As a little girl, she watches her father leave without warning and learns to
hide pain behind straight A’s and a brave face. Her mother, Emily “Mamie”
Gomez, becomes her steady ground: working hard, serving others, and living out
a faith that is more than words. Years later, that same mother is taken
suddenly, and Hyer’s world splits in two.
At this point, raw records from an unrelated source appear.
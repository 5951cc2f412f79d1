// SPDX-License-Identifier: AGPL-3.0-only
// SPDX-FileCopyrightText: 2025 Steve Clarke <stephenlclarke@mac.com> - https://xyzzy.tools

//! Translation between the flat model's primitive leaves and the schema's
//! more specific leaf types.  The rule set is symmetric, so the same
//! function serves both the model-to-document and document-to-model legs.

use crate::engine::error::MappingError;
use crate::engine::value::{LeafKind, Value};
use chrono::{NaiveDate, NaiveDateTime, NaiveTime};
use rust_decimal::Decimal;
use rust_decimal::prelude::{FromPrimitive, ToPrimitive};

/// Convert `value` into the representation a leaf of kind `to` stores.
pub fn coerce(value: Value, to: LeafKind) -> Result<Value, MappingError> {
    let from = value.kind();
    match (value, to) {
        (value, to) if from == to => Ok(value),
        (Value::Float(v), LeafKind::Decimal) => Decimal::from_f64(v)
            .map(Value::Decimal)
            .ok_or_else(|| MappingError::OutOfRange {
                value: v.to_string(),
                to,
            }),
        (Value::Decimal(v), LeafKind::Float) => {
            v.to_f64()
                .map(Value::Float)
                .ok_or_else(|| MappingError::OutOfRange {
                    value: v.to_string(),
                    to,
                })
        }
        (Value::DateTime(v), LeafKind::Date) => Ok(Value::Date(v.date())),
        (Value::Date(v), LeafKind::DateTime) => Ok(Value::DateTime(v.and_time(NaiveTime::MIN))),
        _ => Err(MappingError::UnsupportedCoercion { from, to }),
    }
}

/// Whether a value carries no data and should not be copied.
///
/// A currency amount of exactly zero reads as absent here; fields where
/// zero is meaningful are modelled as `Option` so an explicit `Some(0.0)`
/// survives (see `accessor::probe`).
pub fn is_absent(value: &Value) -> bool {
    match value {
        Value::Text(v) => v.is_empty(),
        Value::Float(v) => *v == 0.0,
        Value::Decimal(v) => v.is_zero(),
        Value::Date(v) => *v == NaiveDate::default(),
        Value::DateTime(v) => *v == NaiveDateTime::default(),
        Value::Bool(v) => !*v,
    }
}

#[cfg(test)]
mod tests {
    use super::*;
    use rust_decimal::Decimal;
    use std::str::FromStr;

    fn datetime(text: &str) -> NaiveDateTime {
        NaiveDateTime::parse_from_str(text, "%Y-%m-%dT%H:%M:%S").unwrap()
    }

    #[test]
    fn same_kind_passes_through() {
        let value = Value::Text("ABC123".into());
        assert_eq!(coerce(value.clone(), LeafKind::Text).unwrap(), value);
    }

    #[test]
    fn float_and_decimal_round_trip() {
        let decimal = coerce(Value::Float(1234.56), LeafKind::Decimal).unwrap();
        assert_eq!(decimal, Value::Decimal(Decimal::from_str("1234.56").unwrap()));
        assert_eq!(
            coerce(decimal, LeafKind::Float).unwrap(),
            Value::Float(1234.56)
        );
    }

    #[test]
    fn non_finite_float_is_out_of_range() {
        let err = coerce(Value::Float(f64::NAN), LeafKind::Decimal).unwrap_err();
        assert!(matches!(err, MappingError::OutOfRange { .. }));
    }

    #[test]
    fn datetime_truncates_to_date() {
        let value = coerce(Value::DateTime(datetime("2024-03-05T17:45:10")), LeafKind::Date)
            .unwrap();
        assert_eq!(
            value,
            Value::Date(NaiveDate::from_ymd_opt(2024, 3, 5).unwrap())
        );
    }

    #[test]
    fn date_widens_to_midnight() {
        let date = NaiveDate::from_ymd_opt(2024, 3, 5).unwrap();
        assert_eq!(
            coerce(Value::Date(date), LeafKind::DateTime).unwrap(),
            Value::DateTime(datetime("2024-03-05T00:00:00"))
        );
    }

    #[test]
    fn unmatched_pairs_are_rejected() {
        assert_eq!(
            coerce(Value::Text("12".into()), LeafKind::Float).unwrap_err(),
            MappingError::UnsupportedCoercion {
                from: LeafKind::Text,
                to: LeafKind::Float
            }
        );
        assert!(coerce(Value::Bool(true), LeafKind::Date).is_err());
    }

    #[test]
    fn absence_is_decided_per_kind() {
        assert!(is_absent(&Value::Text(String::new())));
        assert!(!is_absent(&Value::Text("x".into())));
        assert!(is_absent(&Value::Float(0.0)));
        assert!(is_absent(&Value::Decimal(Decimal::ZERO)));
        assert!(!is_absent(&Value::Decimal(Decimal::ONE)));
        assert!(is_absent(&Value::Date(NaiveDate::default())));
        assert!(!is_absent(&Value::DateTime(datetime("2024-01-01T00:00:00"))));
        assert!(is_absent(&Value::Bool(false)));
    }
}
The heart of the book moves through marriage, motherhood,
and the hard work of staying rooted. Hyer tells how she said yes to Jason and a
future she could not fully picture, then learned what it means to build a
family through sacrifice, uncertainty, and prayer. When life finally feels
stable: career wins, a home, and a busy rhythm, new valleys arrive: distance in
marriage, unresolved grief, and the crushing weight of trying to hold
everything together.
Then comes the fall that no one reads as a warning. A
“pinched nerve” becomes months of decline, and a hospital visit for breathing
trouble becomes an unexpected diagnosis. Hyer walks readers through the shock
of hearing the word cancer, the helpless waiting, and the small moments that
matter when time feels short; hands held, prayers whispered, and family drawn
back together.
Out of the Valley, Into My Purpose is not a
book of quick fixes. It is a real account of grief that lingers, faith that
sometimes feels like only holding on, and a God who keeps working even when
answers do not come fast. It is also a story of redirection. Hyer shares how
God used closed doors and painful seasons to reroute her life, leading her into
coaching and consulting through HYER EDUCATION, work that helps leaders and
schools grow with clarity and purpose.
For readers walking through loss, burnout, family strain, or
uncertain transitions, Hyer offers the reminder that valleys do not last
forever, and that something meaningful can still be forming in the dark.
The memoir also speaks to anyone who has been the “strong
one” for too long. Hyer writes with honesty about exhaustion, fear, and the
questions people carry in church pews and hospital hallways. Her message is
simple: surrender is not weakness, and God can still write purpose through
broken seasons.
About the Author
Roxanne Hyer is the founder of HYER EDUCATION, a growth and
development consulting company that supports schools, leaders, and
organizations through coaching, training, and values-centered transformation.
She lives in South Carolina with her husband, Jason, and their family.